* [BRIEF]:
An exact copy of the entries below is the expected answer.

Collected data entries

------------------------------------

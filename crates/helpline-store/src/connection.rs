//! `SQLite` connection pool with WAL mode and foreign keys enabled.
//!
//! Uses `r2d2` connection pooling with the `r2d2_sqlite` backend. The
//! [`PragmaCustomizer`] runs on each new connection to ensure WAL mode,
//! foreign keys, and performance pragmas are set.

use r2d2::Pool;
use r2d2_sqlite::SqliteConnectionManager;
use rusqlite::Connection;

use crate::errors::Result;

/// Alias for the connection pool type.
pub type ConnectionPool = Pool<SqliteConnectionManager>;

/// Alias for a pooled connection.
pub type PooledConnection = r2d2::PooledConnection<SqliteConnectionManager>;

/// Configuration for the connection pool.
#[derive(Clone, Debug)]
pub struct ConnectionConfig {
    /// Maximum pool size (default: 8).
    pub pool_size: u32,
    /// Busy timeout in milliseconds (default: 30000).
    pub busy_timeout_ms: u32,
}

impl Default for ConnectionConfig {
    fn default() -> Self {
        Self {
            pool_size: 8,
            busy_timeout_ms: 30_000,
        }
    }
}

/// `SQLite` pragma customizer that runs on each new connection.
#[derive(Debug)]
struct PragmaCustomizer {
    busy_timeout_ms: u32,
}

impl r2d2::CustomizeConnection<Connection, rusqlite::Error> for PragmaCustomizer {
    fn on_acquire(&self, conn: &mut Connection) -> std::result::Result<(), rusqlite::Error> {
        conn.execute_batch(&format!(
            "PRAGMA journal_mode = WAL;\
             PRAGMA busy_timeout = {};\
             PRAGMA foreign_keys = ON;\
             PRAGMA synchronous = NORMAL;",
            self.busy_timeout_ms
        ))?;
        Ok(())
    }
}

fn build_pool(manager: SqliteConnectionManager, config: &ConnectionConfig) -> Result<ConnectionPool> {
    let pool = Pool::builder()
        .max_size(config.pool_size)
        .connection_timeout(std::time::Duration::from_secs(5))
        .connection_customizer(Box::new(PragmaCustomizer {
            busy_timeout_ms: config.busy_timeout_ms,
        }))
        .build(manager)?;
    Ok(pool)
}

/// Create an in-memory connection pool (for testing).
///
/// Uses a shared-cache URI so every pooled connection sees the same
/// database rather than a private empty one.
pub fn new_in_memory(config: &ConnectionConfig) -> Result<ConnectionPool> {
    let uri = format!(
        "file:helpline_mem_{}?mode=memory&cache=shared",
        uuid::Uuid::now_v7().simple()
    );
    let manager = SqliteConnectionManager::file(uri)
        .with_flags(rusqlite::OpenFlags::SQLITE_OPEN_URI | rusqlite::OpenFlags::SQLITE_OPEN_READ_WRITE | rusqlite::OpenFlags::SQLITE_OPEN_CREATE);
    build_pool(manager, config)
}

/// Create a file-backed connection pool.
pub fn new_file(path: &str, config: &ConnectionConfig) -> Result<ConnectionPool> {
    build_pool(SqliteConnectionManager::file(path), config)
}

------------------------------------

* [OUTPUT FOR THIS TASK]:
filename crates/helpline-store/src/connection.rs
//! `SQLite` connection pool with WAL mode and foreign keys enabled.
//!
//! Uses `r2d2` connection pooling with the `r2d2_sqlite` backend. The
//! [`PragmaCustomizer`] runs on each new connection to ensure WAL mode,
//! foreign keys, and performance pragmas are set.

use r2d2::Pool;
use r2d2_sqlite::SqliteConnectionManager;
use rusqlite::Connection;

use crate::errors::Result;

/// Alias for the connection pool type.
pub type ConnectionPool = Pool<SqliteConnectionManager>;

/// Alias for a pooled connection.
pub type PooledConnection = r2d2::PooledConnection<SqliteConnectionManager>;

/// Configuration for the connection pool.
#[derive(Clone, Debug)]
pub struct ConnectionConfig {
    /// Maximum pool size (default: 8).
    pub pool_size: u32,
    /// Busy timeout in milliseconds (default: 30000).
    pub busy_timeout_ms: u32,
}

impl Default for ConnectionConfig {
    fn default() -> Self {
        Self {
            pool_size: 8,
            busy_timeout_ms: 30_000,
        }
    }
}

/// `SQLite` pragma customizer that runs on each new connection.
#[derive(Debug)]
struct PragmaCustomizer {
    busy_timeout_ms: u32,
}

impl r2d2::CustomizeConnection<Connection, rusqlite::Error> for PragmaCustomizer {
    fn on_acquire(&self, conn: &mut Connection) -> std::result::Result<(), rusqlite::Error> {
        conn.execute_batch(&format!(
            "PRAGMA journal_mode = WAL;\
             PRAGMA busy_timeout = {};\
             PRAGMA foreign_keys = ON;\
             PRAGMA synchronous = NORMAL;",
            self.busy_timeout_ms
        ))?;
        Ok(())
    }
}

fn build_pool(manager: SqliteConnectionManager, config: &ConnectionConfig) -> Result<ConnectionPool> {
    let pool = Pool::builder()
        .max_size(config.pool_size)
        .connection_timeout(std::time::Duration::from_secs(5))
        .connection_customizer(Box::new(PragmaCustomizer {
            busy_timeout_ms: config.busy_timeout_ms,
        }))
        .build(manager)?;
    Ok(pool)
}

/// Create an in-memory connection pool (for testing).
///
/// Uses a shared-cache URI so every pooled connection sees the same
/// database rather than a private empty one.
pub fn new_in_memory(config: &ConnectionConfig) -> Result<ConnectionPool> {
    let uri = format!(
        "file:helpline_mem_{}?mode=memory&cache=shared",
        uuid::Uuid::now_v7().simple()
    );
    let manager = SqliteConnectionManager::file(uri)
        .with_flags(rusqlite::OpenFlags::SQLITE_OPEN_URI | rusqlite::OpenFlags::SQLITE_OPEN_READ_WRITE | rusqlite::OpenFlags::SQLITE_OPEN_CREATE);
    build_pool(manager, config)
}

/// Create a file-backed connection pool.
pub fn new_file(path: &str, config: &ConnectionConfig) -> Result<ConnectionPool> {
    build_pool(SqliteConnectionManager::file(path), config)
}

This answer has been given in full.